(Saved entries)
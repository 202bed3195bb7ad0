// Copyright 2025 The ChromiumOS Authors
// Use of this source code is governed by a BSD-style license that can be
// found in the LICENSE file.

//! Seams to the shared-memory transport carrying compressed input.
//!
//! Bitstream buffers arrive as handles to client-owned shared memory. The
//! coordinator imports a handle when it submits the buffer and keeps the
//! mapping alive until the component returns the corresponding input header.

use std::sync::Arc;

/// Read-only view of an imported shared-memory region.
pub trait MappedRegion: Send + Sync {
    fn as_bytes(&self) -> &[u8];
}

/// Handle to client-provided shared memory.
pub trait SharedMemoryHandle: Send {
    /// Maps `size` bytes of the region.
    fn map(&self, size: usize) -> anyhow::Result<Arc<dyn MappedRegion>>;
}
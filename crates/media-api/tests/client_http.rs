//! Client behaviour against canned HTTP responses on a loopback socket.
//!
//! The fixtures below accept exactly one connection, capture the raw request
//! and answer with a fixed response, which is enough to pin down the error
//! contract and the headers/query parameters the client puts on the wire.

use std::path::Path;

use tokio::io::{AsyncReadExt, AsyncWriteExt};
use tokio::net::TcpListener;
use tokio::task::JoinHandle;

use media_api::client::{ApiClient, ApiError};
use media_api::config::ApiConfig;
use media_api::embedded::PageContext;
use media_api::resources::{ListQuery, MediaUpload};

/// Serve one connection: capture the full request, send `response`, close.
async fn serve_once(response: String) -> (String, JoinHandle<Vec<u8>>) {
    let listener = TcpListener::bind("127.0.0.1:0")
        .await
        .expect("bind loopback");
    let base_url = format!("http://{}", listener.local_addr().expect("local addr"));

    let handle = tokio::spawn(async move {
        let (mut socket, _) = listener.accept().await.expect("accept");
        let mut request = Vec::new();
        let mut buf = [0u8; 4096];

        // Read the head first.
        loop {
            let n = socket.read(&mut buf).await.expect("read request");
            request.extend_from_slice(&buf[..n]);
            if n == 0 || find_head_end(&request).is_some() {
                break;
            }
        }

        // Then drain whatever body follows. Streamed uploads arrive chunked
        // with no Content-Length, so read until the connection goes quiet.
        loop {
            let read = tokio::time::timeout(
                std::time::Duration::from_millis(200),
                socket.read(&mut buf),
            )
            .await;
            match read {
                Ok(Ok(n)) if n > 0 => request.extend_from_slice(&buf[..n]),
                _ => break,
            }
        }

        socket
            .write_all(response.as_bytes())
            .await
            .expect("write response");
        socket.flush().await.expect("flush");
        request
    });

    (base_url, handle)
}

fn find_head_end(bytes: &[u8]) -> Option<usize> {
    bytes.windows(4).position(|w| w == b"\r\n\r\n")
}

fn http_response(status_line: &str, body: &str) -> String {
    format!(
        "HTTP/1.1 {}\r\nContent-Type: application/json\r\nContent-Length: {}\r\nConnection: close\r\n\r\n{}",
        status_line,
        body.len(),
        body,
    )
}

fn client_for(base_url: &str, start_page: &str) -> ApiClient {
    let api = ApiConfig {
        base_url: base_url.to_string(),
        session_cookie: "sessionid=s3cr3t".to_string(),
    };
    ApiClient::new(&api, PageContext::parse(start_page)).expect("build client")
}

const START_PAGE: &str =
    r#"<input type="hidden" name="csrfmiddlewaretoken" value="tok123">"#;

#[tokio::test]
async fn test_error_response_carries_parsed_body() {
    let (base_url, _request) =
        serve_once(http_response("404 Not Found", r#"{"detail": "not found"}"#)).await;
    let client = client_for(&base_url, START_PAGE);

    let error = client.media_get("missing").await.expect_err("must fail");
    match error {
        ApiError::ErrorResponse { status, body } => {
            assert_eq!(status.as_u16(), 404);
            assert_eq!(body["detail"], "not found");
        }
        other => panic!("expected ErrorResponse, got {:?}", other),
    }
}

#[tokio::test]
async fn test_request_carries_token_cookie_and_search() {
    let (base_url, request) = serve_once(http_response(
        "200 OK",
        r#"{"results": [], "limit": 18, "offset": 0, "total": 0}"#,
    ))
    .await;
    let client = client_for(&base_url, START_PAGE);

    let list = client
        .media_list(&ListQuery::search("jupiter"))
        .await
        .expect("list");
    assert!(list.results.is_empty());
    assert_eq!(list.limit, 18);

    let request = String::from_utf8(request.await.expect("captured request")).expect("utf8");
    let head = request.to_lowercase();
    assert!(head.starts_with("get /api/media/?search=jupiter http/1.1"));
    assert!(head.contains("x-csrftoken: tok123"));
    assert!(head.contains("cookie: sessionid=s3cr3t"));
    assert!(head.contains("content-type: application/json"));
    // ordering was None and must not appear at all.
    assert!(!head.contains("ordering"));
}

#[tokio::test]
async fn test_profile_fetched_when_not_embedded() {
    let (base_url, request) = serve_once(http_response(
        "200 OK",
        r#"{"isAnonymous": true, "channels": []}"#,
    ))
    .await;
    let client = client_for(&base_url, START_PAGE);

    let profile = client.profile().await.expect("profile");
    assert!(profile.is_anonymous);

    let request = String::from_utf8(request.await.expect("captured request")).expect("utf8");
    assert!(request.to_lowercase().starts_with("get /api/profile http/1.1"));
}

#[tokio::test]
async fn test_non_json_error_body_propagates_as_decode_failure() {
    let body = "<html>sad server</html>";
    let (base_url, _request) = serve_once(format!(
        "HTTP/1.1 500 Internal Server Error\r\nContent-Type: text/html\r\nContent-Length: {}\r\nConnection: close\r\n\r\n{}",
        body.len(),
        body,
    ))
    .await;
    let client = client_for(&base_url, START_PAGE);

    // The decode failure of the error body surfaces as-is, not wrapped in a
    // descriptor.
    let error = client.media_get("m1").await.expect_err("must fail");
    assert!(matches!(error, ApiError::Transport(_)));
}

#[tokio::test]
async fn test_upload_streams_file_to_target() {
    let (base_url, request) = serve_once(http_response("200 OK", "{}")).await;

    let dir = tempfile::tempdir().expect("tempdir");
    let path = dir.path().join("clip.mp4");
    tokio::fs::write(&path, b"fake mp4 bytes").await.expect("write fixture");

    let upload = MediaUpload {
        url: format!("{}/upload/slot-1", base_url),
        expires_at: chrono::Utc::now() + chrono::Duration::hours(1),
    };
    media_api::upload::send_file(&upload, Path::new(&path))
        .await
        .expect("upload");

    let request = request.await.expect("captured request");
    let text = String::from_utf8_lossy(&request);
    assert!(text.to_lowercase().starts_with("put /upload/slot-1 http/1.1"));
    assert!(text.contains("fake mp4 bytes"));
}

_Exercise instructions_.
Out of the records above, pick each line that contains the string "accept".

_Response to this exercise_.
//! The fixtures below accept exactly one connection, capture the raw request
        let (mut socket, _) = listener.accept().await.expect("accept");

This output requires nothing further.